Initially, you might think that maintaining a restaurant waste journal is a waste of time, but you couldn’t be more wrong. Creating a restaurant waste journal gives you a holistic view of how your food waste is generated and what is being done about it.

#3 Educate Your Staff About Waste Management

Instruct and educate both front of house and back of house staff about approaches to lessen food waste, and show them strategies they can easily carry out in their everyday lives at your restaurant that aid in waste reduction.

Train your prep cooks cutting procedures that keep food things fresher for more, just as strategies that yield the most amount of product from a cut of meat, chicken, fish, vegetable, or other produce thing. The all the more a food thing you can utilize, the less of that thing will wind up as food squander.

#4 Plan Your Operations: Don’t Over-prep

In the event that your restaurant’s food waste journal is disclosing to you that you are tossing out gallons of salsa at regular intervals, it’s really clear that your kitchen is preparing a lot of salsa.

While some restaurant owners and supervisors would prefer to have an over the top item than sufficiently not, by making better gauges, your kitchen will actually want to anticipate occupied movements or days where they may have to load up on explicit fixings, or forego requesting them that week.

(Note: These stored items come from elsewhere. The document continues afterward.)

//! Simulation task
//!
//! Owns the gateway. Each tick drains the inbound queue, then advances every
//! arena; nothing else ever touches simulation state.

use std::sync::Arc;
use std::time::{Duration, Instant};

use crossbeam_channel::{Receiver, Sender};
use tokio::sync::watch;
use tokio::task::JoinHandle;
use tokio::time::{interval, MissedTickBehavior};
use tracing::info;

use crate::game::constants::net::INBOUND_QUEUE_CAPACITY;
use crate::metrics::Metrics;
use crate::net::gateway::{Inbound, ProtocolGateway};

/// Seconds between status log lines
const STATUS_INTERVAL_SECS: u64 = 30;

pub fn inbound_queue() -> (Sender<Inbound>, Receiver<Inbound>) {
    crossbeam_channel::bounded(INBOUND_QUEUE_CAPACITY)
}

/// Apply every queued event in arrival order
pub fn drain_inbound(gateway: &mut ProtocolGateway, inbound: &Receiver<Inbound>) -> usize {
    let mut handled = 0;
    for event in inbound.try_iter() {
        gateway.handle(event);
        handled += 1;
    }
    handled
}

/// Spawn the fixed-rate simulation loop. The loop stops, dropping every
/// arena, once `shutdown` flips to true.
pub fn start_simulation_loop(
    mut gateway: ProtocolGateway,
    inbound: Receiver<Inbound>,
    tick_ms: u64,
    metrics: Arc<Metrics>,
    mut shutdown: watch::Receiver<bool>,
) -> JoinHandle<()> {
    tokio::spawn(async move {
        let mut ticker = interval(Duration::from_millis(tick_ms));
        ticker.set_missed_tick_behavior(MissedTickBehavior::Skip);

        info!("Simulation loop started at {} ms per tick", tick_ms);
        let start = Instant::now();
        let status_every = (STATUS_INTERVAL_SECS * 1000 / tick_ms).max(1);
        let mut tick_count: u64 = 0;

        loop {
            tokio::select! {
                _ = ticker.tick() => {}
                changed = shutdown.changed() => {
                    // A dropped sender counts as shutdown
                    if changed.is_err() || *shutdown.borrow() {
                        break;
                    }
                    continue;
                }
            }
            tick_count += 1;

            let tick_start = Instant::now();
            drain_inbound(&mut gateway, &inbound);
            gateway.tick(tick_ms);
            metrics.record_tick_time(tick_start.elapsed());

            if tick_count % status_every == 0 {
                info!(
                    "Sim: {}s, tick {}, {} rooms, {} identities ({} connected), {} connections",
                    start.elapsed().as_secs(),
                    tick_count,
                    gateway.rooms().room_count(),
                    gateway.identities().len(),
                    gateway.identities().connected_count(),
                    gateway.hub().count()
                );
            }
        }

        let dropped = gateway.shutdown();
        info!("Simulation loop stopped, {} rooms dropped", dropped);
    })
}

#[cfg(test)]
mod tests {
    use super::*;
    use crate::config::ServerConfig;
    use crate::net::connection::outbound_channel;
    use crate::net::protocol::{ClientMessage, IdentityPayload};

    fn gateway() -> ProtocolGateway {
        ProtocolGateway::new(&ServerConfig::default(), Arc::new(Metrics::new()))
    }

    #[test]
    fn test_drain_applies_in_order() {
        let mut gateway = gateway();
        let (tx, rx) = inbound_queue();
        let (sender, mut outbound) = outbound_channel();

        tx.send(Inbound::Connected { connection: 7, sender }).unwrap();
        tx.send(Inbound::Message {
            connection: 7,
            message: ClientMessage::SetIdentity(IdentityPayload::new("fp", "Alice")),
            bytes: 48,
        })
        .unwrap();

        assert_eq!(drain_inbound(&mut gateway, &rx), 2);
        assert!(outbound.try_recv().is_ok());
        assert_eq!(gateway.identities().connected_count(), 1);
        assert_eq!(drain_inbound(&mut gateway, &rx), 0);
    }

    #[test]
    fn test_disconnect_after_drain_starts_grace() {
        let mut gateway = gateway();
        let (tx, rx) = inbound_queue();
        let (sender, _outbound) = outbound_channel();

        tx.send(Inbound::Connected { connection: 1, sender }).unwrap();
        tx.send(Inbound::Message {
            connection: 1,
            message: ClientMessage::SetIdentity(IdentityPayload::new("fp", "Alice")),
            bytes: 48,
        })
        .unwrap();
        tx.send(Inbound::Disconnected { connection: 1 }).unwrap();
        drain_inbound(&mut gateway, &rx);

        assert_eq!(gateway.identities().len(), 1);
        assert_eq!(gateway.identities().connected_count(), 0);
        assert_eq!(gateway.hub().count(), 0);
    }

    #[tokio::test]
    async fn test_loop_stops_on_shutdown() {
        let metrics = Arc::new(Metrics::new());
        let (_tx, rx) = inbound_queue();
        let (stop, shutdown) = watch::channel(false);

        let handle = start_simulation_loop(gateway(), rx, 5, metrics.clone(), shutdown);
        tokio::time::sleep(Duration::from_millis(40)).await;
        stop.send(true).unwrap();

        tokio::time::timeout(Duration::from_secs(2), handle)
            .await
            .expect("loop exits")
            .unwrap();
        assert!(metrics.tick_count.load(std::sync::atomic::Ordering::Relaxed) > 0);
    }
}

Preparing all the more precisely will get a good deal on food costs and on the work expected to prepare that food.

In Conclusion

The above four ways are essential if you want to create a restaurant that is sustainable both ecologically and financially. Reducing the amount of food that goes to waste, is not only to help you increase your probability but also help sustain the already strained environment. Therefore, making attempts to reduce your food waste generation is not only a financially prudent thing to do, but it is also a moral one.

Have any Questions?

We make sure to be accessible to you by every means. Please reach out to us on hashtagrestaurants@gmail.com
or just fill out the below contact form and we will get back to you at our soonest.







    We never share your details with any third party.
    Your information is safe with us!